I started a new job this week at an outpatient orthopedic facility -- quite a change from the inpatient acute ICU patients I am used to treating. I'm at the beginning again in terms of orienting to a new place, meeting new coworkers, and having to review lots of notes from my orthopedic binders. In a way, I kind of feel like a student again. Everything has to be explained to me, including the software system, how to schedule a patient and special tests to include in an evaluation. I haven't used a lot of my manual skills for almost three years, and although I intellectually know the information, I am still struggling to recall it on my own.
This new job feels like a breath of fresh air. The environment is completely different from the hospital I came from, and the change is welcomed. I am thinking differently and approaching patients differently, using skills I haven't used in a while. I'm finding ways to incorporate my acute-care treatment strategies into the outpatient setting.
I have a lot to learn, obviously. I took a CE course this weekend hosted by the Institute of Physical Art with a focus on functional mobilization, soft-tissue mobilization etc. I've also been reviewing my notes from school almost every night -- ortho and modalities seem to be the areas I need the most right now. I can't believe how quickly I've forgotten all of this stuff. It seems like it was literally yesterday when I was sweating in front of my board exam, recalling the smallest detail of information to get the questions right. Funny to think it was actually almost three years ago. Time flies.
Transitioning from acute care to outpatient orthopedics will definitely take some time before I am up and running on my own, but it was the right move for me to make in my career. Had I waited any longer, it would have been that much harder to remember all the treatment strategies, special tests and other skills that this different setting requires. I'm really looking forward to becoming better at treating orthopedic patients, improving my manual skills and my differential diagnoses with new patient scenarios.

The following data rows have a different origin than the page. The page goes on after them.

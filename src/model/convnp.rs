//! The convolutional latent neural process: like the conditional variant,
//! but the encoder CNN outputs a diagonal Gaussian over a latent function on
//! the grid. A sample from it is run through a second CNN and read off at
//! the target locations.

use ndarray::{Array1, Array3};

use crate::config::ModelConfig;
use crate::nn::setconv::make_grid;
use crate::nn::{ConvNet, Parameterized, SetConvDecoder, SetConvEncoder};

use super::{
    data_range, merge_latent_grad, merge_prediction_grad, split_latent, split_prediction,
    LatentDist, LatentGrad, Prediction,
};

pub struct ConvNp {
    pub(crate) encoder: SetConvEncoder,
    pub(crate) cnn_enc: ConvNet,
    pub(crate) cnn_dec: ConvNet,
    pub(crate) decoder: SetConvDecoder,
    points_per_unit: f64,
    grid_margin: f64,
    dim_y: usize,
    dim_z: usize,

    grid: Option<Array1<f64>>,
    lat_pre_context: Option<Array3<f64>>,
    lat_pre_full: Option<Array3<f64>>,
    dec_pre: Option<Array3<f64>>,
    dec_noise_fixed: bool,
}

fn enc_channels(cfg: &ModelConfig) -> Vec<usize> {
    let mut channels = vec![1 + cfg.dim_y];
    channels.extend(std::iter::repeat(cfg.cnn_channels).take(cfg.cnn_layers - 1));
    channels.push(2 * cfg.dim_z);
    channels
}

fn dec_channels(cfg: &ModelConfig) -> Vec<usize> {
    let mut channels = vec![cfg.dim_z];
    channels.extend(std::iter::repeat(cfg.cnn_channels).take(cfg.cnn_layers - 1));
    channels.push(2 * cfg.dim_y);
    channels
}

impl ConvNp {
    pub fn new(cfg: &ModelConfig) -> Self {
        let init_scale = 2.0 / cfg.points_per_unit;
        Self {
            encoder: SetConvEncoder::new(init_scale),
            cnn_enc: ConvNet::new(&enc_channels(cfg), cfg.kernel_size),
            cnn_dec: ConvNet::new(&dec_channels(cfg), cfg.kernel_size),
            decoder: SetConvDecoder::new(init_scale),
            points_per_unit: cfg.points_per_unit,
            grid_margin: cfg.grid_margin,
            dim_y: cfg.dim_y,
            dim_z: cfg.dim_z,
            grid: None,
            lat_pre_context: None,
            lat_pre_full: None,
            dec_pre: None,
            dec_noise_fixed: false,
        }
    }

    fn encode_on_grid(&mut self, x: &Array3<f64>, y: &Array3<f64>) -> (LatentDist, Array3<f64>) {
        let grid = self.grid.as_ref().expect("grid must be laid out first");
        let enc = self.encoder.forward(x, y, grid);
        let raw = self.cnn_enc.forward(&enc);
        split_latent(&raw, self.dim_z)
    }

    /// Returns the prior over the latent function on the grid, one
    /// distribution entry per grid cell.
    pub fn encode_context(
        &mut self,
        xc: &Array3<f64>,
        yc: &Array3<f64>,
        xt: &Array3<f64>,
    ) -> LatentDist {
        let (lo, hi) = data_range(xc, xt);
        self.grid = Some(make_grid(lo, hi, self.points_per_unit, self.grid_margin));
        let (dist, pre) = self.encode_on_grid(xc, yc);
        self.lat_pre_context = Some(pre);
        dist
    }

    /// Proposal from context and targets jointly, on the grid laid out by
    /// `encode_context`.
    pub fn encode_full(&mut self, x: &Array3<f64>, y: &Array3<f64>) -> LatentDist {
        let (dist, pre) = self.encode_on_grid(x, y);
        self.lat_pre_full = Some(pre);
        dist
    }

    pub fn decode(&mut self, z: &Array3<f64>, xt: &Array3<f64>, noise: Option<f64>) -> Prediction {
        let grid = self.grid.as_ref().expect("encode_context before decode");
        let features = self.cnn_dec.forward(z);
        let raw = self.decoder.forward(&features, grid, xt);
        let (pred, pre) = split_prediction(&raw, self.dim_y, noise);
        self.dec_pre = Some(pre);
        self.dec_noise_fixed = noise.is_some();
        pred
    }

    /// Backward through the most recent `decode`, returning the gradient
    /// with respect to the latent grid sample.
    pub fn decode_backward(&mut self, d_mean: &Array3<f64>, d_sigma: &Array3<f64>) -> Array3<f64> {
        let pre = self.dec_pre.as_ref().expect("decode before decode_backward");
        let d_raw = merge_prediction_grad(d_mean, d_sigma, pre, self.dec_noise_fixed);
        let d_features = self.decoder.backward(&d_raw);
        self.cnn_dec.backward(&d_features)
    }

    pub fn latent_backward_full(&mut self, grad: &LatentGrad) {
        let pre = self
            .lat_pre_full
            .take()
            .expect("encode_full before latent_backward_full");
        let d_raw = merge_latent_grad(grad, &pre);
        let d_enc = self.cnn_enc.backward(&d_raw);
        self.encoder.backward(&d_enc);
    }

    pub fn backward_context(&mut self, grad: &LatentGrad) {
        let pre = self
            .lat_pre_context
            .take()
            .expect("encode_context before backward_context");
        let d_raw = merge_latent_grad(grad, &pre);
        let d_enc = self.cnn_enc.backward(&d_raw);
        self.encoder.backward(&d_enc);
    }
}

impl Parameterized for ConvNp {
    fn num_parameters(&self) -> usize {
        self.encoder.num_parameters()
            + self.cnn_enc.num_parameters()
            + self.cnn_dec.num_parameters()
            + self.decoder.num_parameters()
    }

    fn collect_parameters(&self, out: &mut Vec<f64>) {
        self.encoder.collect_parameters(out);
        self.cnn_enc.collect_parameters(out);
        self.cnn_dec.collect_parameters(out);
        self.decoder.collect_parameters(out);
    }

    fn collect_gradients(&self, out: &mut Vec<f64>) {
        self.encoder.collect_gradients(out);
        self.cnn_enc.collect_gradients(out);
        self.cnn_dec.collect_gradients(out);
        self.decoder.collect_gradients(out);
    }

    fn load_parameters(&mut self, src: &mut dyn Iterator<Item = f64>) {
        self.encoder.load_parameters(src);
        self.cnn_enc.load_parameters(src);
        self.cnn_dec.load_parameters(src);
        self.decoder.load_parameters(src);
    }

    fn zero_gradients(&mut self) {
        self.encoder.zero_gradients();
        self.cnn_enc.zero_gradients();
        self.cnn_dec.zero_gradients();
        self.decoder.zero_gradients();
    }
}

#[cfg(test)]
mod tests {
    use super::*;
    use approx::assert_abs_diff_eq;
    use crate::nn::Activation;

    fn tiny_config() -> ModelConfig {
        ModelConfig {
            dim_z: 2,
            points_per_unit: 4.0,
            cnn_channels: 4,
            cnn_layers: 2,
            kernel_size: 3,
            ..ModelConfig::default()
        }
    }

    fn toy_task() -> (Array3<f64>, Array3<f64>, Array3<f64>) {
        let xc = Array3::from_shape_fn((2, 3, 1), |(b, i, _)| -1.0 + 0.7 * i as f64 + 0.1 * b as f64);
        let yc = xc.mapv(|v: f64| v.sin());
        let xt = Array3::from_shape_fn((2, 4, 1), |(b, i, _)| -0.8 + 0.5 * i as f64 - 0.1 * b as f64);
        (xc, yc, xt)
    }

    #[test]
    fn test_latent_lives_on_grid() {
        let mut model = ConvNp::new(&tiny_config());
        let (xc, yc, xt) = toy_task();

        let prior = model.encode_context(&xc, &yc, &xt);
        let g = model.grid.as_ref().unwrap().len();
        assert_eq!(prior.mean.dim(), (2, g, 2));

        let pred = model.decode(&prior.mean.clone(), &xt, None);
        assert_eq!(pred.mean.dim(), (2, 4, 1));
        assert!(pred.sigma.iter().all(|&s| s > 0.0));
    }

    #[test]
    fn test_end_to_end_gradient_check() {
        let mut model = ConvNp::new(&tiny_config());
        // Smooth activation keeps the central-difference check away from the
        // ReLU kink.
        model.cnn_enc.activation = Activation::Tanh;
        model.cnn_dec.activation = Activation::Tanh;
        let (xc, yc, xt) = toy_task();
        let yt = xt.mapv(|v: f64| v.cos());

        let loss = |model: &mut ConvNp| -> f64 {
            let prior = model.encode_context(&xc, &yc, &xt);
            let pred = model.decode(&prior.mean.clone(), &xt, None);
            -super::super::distribution::log_prob(&yt, &pred.mean, &pred.sigma).sum()
        };

        model.zero_gradients();
        let prior = model.encode_context(&xc, &yc, &xt);
        let pred = model.decode(&prior.mean.clone(), &xt, None);
        let seed = ndarray::Array1::from_elem(2, -1.0);
        let (d_mean, d_sigma) = super::super::distribution::log_prob_grad_params(
            &yt, &pred.mean, &pred.sigma, &seed,
        );
        let d_z = model.decode_backward(&d_mean, &d_sigma);
        let grad = LatentGrad {
            d_mean: d_z,
            d_sigma: Array3::zeros(prior.sigma.dim()),
        };
        model.backward_context(&grad);

        let mut analytic = Vec::new();
        model.collect_gradients(&mut analytic);
        let mut params = Vec::new();
        model.collect_parameters(&mut params);

        let eps = 1e-5;
        for i in (0..params.len()).step_by(11) {
            let mut plus = params.clone();
            plus[i] += eps;
            model.load_parameters(&mut plus.into_iter());
            let f_plus = loss(&mut model);

            let mut minus = params.clone();
            minus[i] -= eps;
            model.load_parameters(&mut minus.into_iter());
            let f_minus = loss(&mut model);

            let numeric = (f_plus - f_minus) / (2.0 * eps);
            assert_abs_diff_eq!(analytic[i], numeric, epsilon = 1e-3);
        }
        model.load_parameters(&mut params.into_iter());
    }
}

Of course, there are things I miss. Acute care was busy with a fairly demanding pace. Although our outpatient schedule has a few overlapping patients every day, when one of them cancels it can be pretty slow - at least for now during my orientation time, when I don't have any other projects or things to get done. I'm adjusting to those differences. The thing I miss most from my old job? My coworkers. They were, and are, an incredible group of people. I'm also looking forward to getting to know my new coworkers, too.
Have you ever made a career switch to a different setting? How did you adjust?